Tuolumne County's tree-protection mechanism is Chapter 9.24 of the Ordinance Code, 'Premature Removal of Native Oak Trees' (added by Ord. 2903 in 2008). Rather than a free-standing tree-removal permit, it operates through the County's discretionary land-development review: removing native oaks meeting set criteria within the five years before applying for a discretionary entitlement is deemed 'premature removal.' Section 9.24.030 lists the triggers: (A) a 10% or greater average decrease in native oak canopy within an oak woodland; (B) removal of any old-growth oak (24 inches or greater dbh); or (C) removal of any valley oak 5 inches or greater dbh. Key definitions (Section 9.24.020): 'dbh' is measured 4.5 feet above ground; an 'oak woodland' has 10% or greater canopy cover over at least two acres, formed by two or more native oaks 5 inches or larger dbh spaced under 170 feet apart. Section 9.24.040 exempts removals under a ministerial permit or already-approved discretionary entitlement, state-agency permits, an approved timber harvest plan, Community-Development-approved health-and-safety removals, an approved fire-hazard-reduction plan, agricultural-zone production, and approved silvicultural treatment. When premature removal occurs, mitigation per the County's Biological Resources Conservation Handbook is required (Section 9.24.050), prepared by a qualified resource professional, and the owner cannot obtain any permit or entitlement for the site until mitigation is implemented or secured by a financial assurance and security agreement (Section 9.24.060). Enforcement is the Community Development Director's duty (Section 9.24.100). Note this is distinct from the fire-driven Chapter 8.14 hazardous-vegetation rules, which can require removing dead trees and ladder fuels for defensible space.
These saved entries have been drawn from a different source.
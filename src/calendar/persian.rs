//! The Persian (Solar Hijri) calendar, in its arithmetic 2820-year cycle form and in the
//! astronomical form where each year starts on the day of the March equinox in Tehran.

use num_integer::Integer;

use super::gregorian;
use super::{Calendar, CalendarKind, CalendarPolicy};
use crate::astro::{Astro, Season};
use crate::math::Modulo;
use crate::rata_die::GREGORIAN_EPOCH;

/// Fixed day of 1 Farvardin 1, 0622-03-19 Julian.
pub const PERSIAN_EPOCH: i64 = 226_896;

const CYCLE_YEARS: i64 = 2820;
const CYCLE_DAYS: i64 = 1_029_983;
// The arithmetic form counts years from this one inside each grand cycle.
const CYCLE_BASE_YEAR: i64 = 474;

// Tehran's meridian, 52.5 degrees east, as a fraction of a day.
const TEHRAN_LONGITUDE: f64 = 52.5 / 360.0;

fn month_length_for(month: u32, leap: bool) -> u32 {
    match month {
        1..=6 => 31,
        7..=11 => 30,
        12 if leap => 30,
        12 => 29,
        _ => 0,
    }
}

// Days from the first of the year to the first of `month`.
fn days_before_month(month: u32) -> i64 {
    let month = month as i64;
    if month <= 7 {
        31 * (month - 1)
    } else {
        30 * (month - 1) + 6
    }
}

// Month and day of a 1-based day of the year.
fn month_and_day(day_of_year: i64) -> (u32, u32) {
    let month = if day_of_year <= 186 {
        day_of_year.div_ceil(&31)
    } else {
        (day_of_year - 6).div_ceil(&30)
    } as u32;
    let day = (day_of_year - days_before_month(month)) as u32;
    (month, day)
}

// There is no year 0 in the arithmetic form; years before it count -1, -2, ...
fn cycle_offset(year: i64) -> i64 {
    if year > 0 {
        year - CYCLE_BASE_YEAR
    } else {
        year - CYCLE_BASE_YEAR + 1
    }
}

fn equivalent_cycle_year(year: i64) -> i64 {
    cycle_offset(year).modulo(CYCLE_YEARS) + CYCLE_BASE_YEAR
}

pub fn is_leap_year(year: i64) -> bool {
    ((equivalent_cycle_year(year) + 38) * 682).modulo(2816) < 682
}

pub fn fixed_from_persian(year: i64, month: u32, day: u32) -> i64 {
    let y = equivalent_cycle_year(year);
    PERSIAN_EPOCH - 1
        + CYCLE_DAYS * cycle_offset(year).div_floor(&CYCLE_YEARS)
        + 365 * (y - 1)
        + (31 * y - 5).div_floor(&128)
        + days_before_month(month)
        + day as i64
}

pub fn year_from_fixed(fixed: i64) -> i64 {
    let days = fixed - fixed_from_persian(CYCLE_BASE_YEAR + 1, 1, 1);
    let (cycle, day_of_cycle) = days.div_mod_floor(&CYCLE_DAYS);
    let year_of_cycle = if day_of_cycle == CYCLE_DAYS - 1 {
        CYCLE_YEARS
    } else {
        (128 * day_of_cycle + 46878).div_floor(&46751)
    };
    let year = CYCLE_BASE_YEAR + CYCLE_YEARS * cycle + year_of_cycle;
    if year > 0 {
        year
    } else {
        year - 1
    }
}

pub fn persian_from_fixed(fixed: i64) -> (i64, u32, u32) {
    let year = year_from_fixed(fixed);
    let (month, day) = month_and_day(fixed - fixed_from_persian(year, 1, 1) + 1);
    (year, month, day)
}

/// The arithmetic Persian calendar, with leap years placed by a 2820-year cycle.
#[derive(Copy, Clone, Debug, Default, PartialEq, Eq)]
pub struct PersianAlgorithmic;

impl CalendarPolicy for PersianAlgorithmic {
    fn kind(&self) -> CalendarKind {
        CalendarKind::PersianAlgorithmic
    }

    fn num_months(&self, year: i64) -> u32 {
        if year == 0 {
            0
        } else {
            12
        }
    }

    fn month_length(&self, month: u32, year: i64) -> u32 {
        if year == 0 {
            return 0;
        }
        month_length_for(month, is_leap_year(year))
    }

    fn is_leap_year(&self, year: i64) -> bool {
        is_leap_year(year)
    }
}

impl Calendar for PersianAlgorithmic {
    const EPOCH: f64 = 1_948_319.5;

    fn fixed_from_date(&self, year: i64, month: u32, day: u32) -> i64 {
        fixed_from_persian(year, month, day)
    }

    fn date_from_fixed(&self, fixed: i64) -> (i64, u32, u32) {
        persian_from_fixed(fixed)
    }
}

/// The Persian calendar as observed in Iran: the year starts on the day whose noon in
/// Tehran follows the March equinox.
#[derive(Clone, Debug)]
pub struct Persian {
    astro: Astro,
}

impl Persian {
    pub fn new(astro: Astro) -> Self {
        Persian { astro }
    }

    pub fn astro(&self) -> &Astro {
        &self.astro
    }

    /// Julian Day of the March equinox of a Gregorian year, in Tehran apparent solar time.
    pub fn tehran_equinox(&self, gregorian_year: i64) -> f64 {
        let jde = self.astro.equinox(gregorian_year, Season::MarchEquinox);
        let universal = jde - self.astro.delta_t(gregorian_year as f64) / 86_400.0;
        universal + self.astro.equation_of_time(jde) + TEHRAN_LONGITUDE
    }

    /// Fixed day of Nowruz, the first day of `year`.
    pub fn new_year(&self, year: i64) -> i64 {
        // Julian Days start at noon, so flooring the equinox finds the noon before it and
        // the following midnight starts the year.
        self.tehran_equinox(year + 621).floor() as i64 - (GREGORIAN_EPOCH - 0.5) as i64
    }
}

impl CalendarPolicy for Persian {
    fn kind(&self) -> CalendarKind {
        CalendarKind::Persian
    }

    fn num_months(&self, _year: i64) -> u32 {
        12
    }

    fn month_length(&self, month: u32, year: i64) -> u32 {
        if month == 12 {
            month_length_for(month, self.is_leap_year(year))
        } else {
            month_length_for(month, false)
        }
    }

    fn is_leap_year(&self, year: i64) -> bool {
        self.new_year(year + 1) - self.new_year(year) > 365
    }

    fn days_in_year(&self, year: i64) -> u32 {
        (self.new_year(year + 1) - self.new_year(year)) as u32
    }
}

impl Calendar for Persian {
    const EPOCH: f64 = 1_948_319.5;

    fn fixed_from_date(&self, year: i64, month: u32, day: u32) -> i64 {
        self.new_year(year) + days_before_month(month) + day as i64 - 1
    }

    fn date_from_fixed(&self, fixed: i64) -> (i64, u32, u32) {
        let mut year = gregorian::year_from_fixed(fixed) - 621;
        let mut new_year = self.new_year(year);
        if fixed < new_year {
            year -= 1;
            new_year = self.new_year(year);
        }
        let (month, day) = month_and_day(fixed - new_year + 1);
        (year, month, day)
    }

    fn new_year(&self, year: i64) -> i64 {
        Persian::new_year(self, year)
    }
}

#[cfg(test)]
mod tests {
    use super::*;
    use crate::calendar::gregorian::{fixed_from_gregorian, gregorian_from_fixed};
    use proptest::prelude::*;

    fn persian() -> Persian {
        Persian::new(Astro::shared().unwrap())
    }

    #[test]
    fn test_algorithmic() {
        assert_eq!(fixed_from_persian(1, 1, 1), PERSIAN_EPOCH);
        assert_eq!(gregorian_from_fixed(fixed_from_persian(1402, 1, 1)), (2023, 3, 21));
        assert_eq!(gregorian_from_fixed(fixed_from_persian(1403, 1, 1)), (2024, 3, 20));
        assert_eq!(gregorian_from_fixed(fixed_from_persian(1404, 1, 1)), (2025, 3, 20));
        assert_eq!(persian_from_fixed(fixed_from_gregorian(2024, 1, 1)), (1402, 10, 11));
        assert_eq!(persian_from_fixed(PERSIAN_EPOCH - 1), (-1, 12, 30));
    }

    #[test]
    fn test_algorithmic_leap_years() {
        let leap: Vec<i64> = (1393..1410).filter(|&y| is_leap_year(y)).collect();
        assert_eq!(leap, vec![1395, 1399, 1404, 1408]);
        assert_eq!(PersianAlgorithmic.month_length(12, 1404), 30);
        assert_eq!(PersianAlgorithmic.month_length(12, 1403), 29);
        assert_eq!(PersianAlgorithmic.month_length(1, 0), 0);
        assert_eq!(PersianAlgorithmic.days_in_year(1404), 366);
    }

    #[test]
    fn test_month_and_day() {
        assert_eq!(month_and_day(1), (1, 1));
        assert_eq!(month_and_day(31), (1, 31));
        assert_eq!(month_and_day(186), (6, 31));
        assert_eq!(month_and_day(187), (7, 1));
        assert_eq!(month_and_day(336), (11, 30));
        assert_eq!(month_and_day(337), (12, 1));
        assert_eq!(month_and_day(366), (12, 30));
    }

    #[test]
    fn test_astronomical_new_year() {
        let persian = persian();
        assert_eq!(gregorian_from_fixed(persian.new_year(1402)), (2023, 3, 21));
        assert_eq!(gregorian_from_fixed(persian.new_year(1403)), (2024, 3, 20));
        // The equinox of 2025 fell after noon in Tehran.
        assert_eq!(gregorian_from_fixed(persian.new_year(1404)), (2025, 3, 21));
        assert_eq!(persian.new_year(1), PERSIAN_EPOCH);
    }

    #[test]
    fn test_astronomical_leap_years() {
        let persian = persian();
        // 1403 is a leap year by observation but not by the 2820-year cycle.
        assert!(persian.is_leap_year(1403));
        assert!(!is_leap_year(1403));
        assert!(persian.is_leap_year(1399));
        assert!(!persian.is_leap_year(1402));
        assert_eq!(persian.month_length(12, 1403), 30);
        assert_eq!(persian.days_in_year(1402), 365);
    }

    #[test]
    fn test_astronomical_conversions() {
        let persian = persian();
        assert_eq!(
            persian.date_from_fixed(fixed_from_gregorian(2024, 1, 1)),
            (1402, 10, 11)
        );
        assert_eq!(
            persian.date_from_fixed(fixed_from_gregorian(2024, 3, 20)),
            (1403, 1, 1)
        );
        assert_eq!(
            persian.date_from_fixed(fixed_from_gregorian(2024, 3, 19)),
            (1402, 12, 29)
        );
        assert_eq!(
            persian.fixed_from_date(1403, 12, 30),
            fixed_from_gregorian(2025, 3, 20)
        );
    }

    proptest! {
        #[test]
        fn algorithmic_round_trip(fixed in -1_000_000i64..1_500_000) {
            let (year, month, day) = persian_from_fixed(fixed);
            prop_assert!(day >= 1 && day <= PersianAlgorithmic.month_length(month, year));
            prop_assert_eq!(fixed_from_persian(year, month, day), fixed);
        }

        #[test]
        fn algorithmic_leap_years_have_366_days(year in 1i64..5000) {
            let length = fixed_from_persian(year + 1, 1, 1) - fixed_from_persian(year, 1, 1);
            prop_assert_eq!(length == 366, is_leap_year(year));
        }
    }

    proptest! {
        #![proptest_config(ProptestConfig::with_cases(16))]

        #[test]
        fn astronomical_round_trip(fixed in 600_000i64..800_000) {
            let persian = persian();
            let (year, month, day) = persian.date_from_fixed(fixed);
            prop_assert!(day >= 1 && day <= persian.month_length(month, year));
            prop_assert_eq!(persian.fixed_from_date(year, month, day), fixed);
        }
    }
}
Premature removal of protected native oaks carries penalties under Section 9.24.070: the County may withhold and defer approval of a discretionary entitlement on the project site for up to five years, and impose monetary fines as high as three times the in-lieu mitigation fee set by the Board of Supervisors, deposited in the Tuolumne County Oak Woodland Conservation Fund (fines due within sixty days of a determination). No permit or entitlement issues for the site until required mitigation is implemented or financially secured.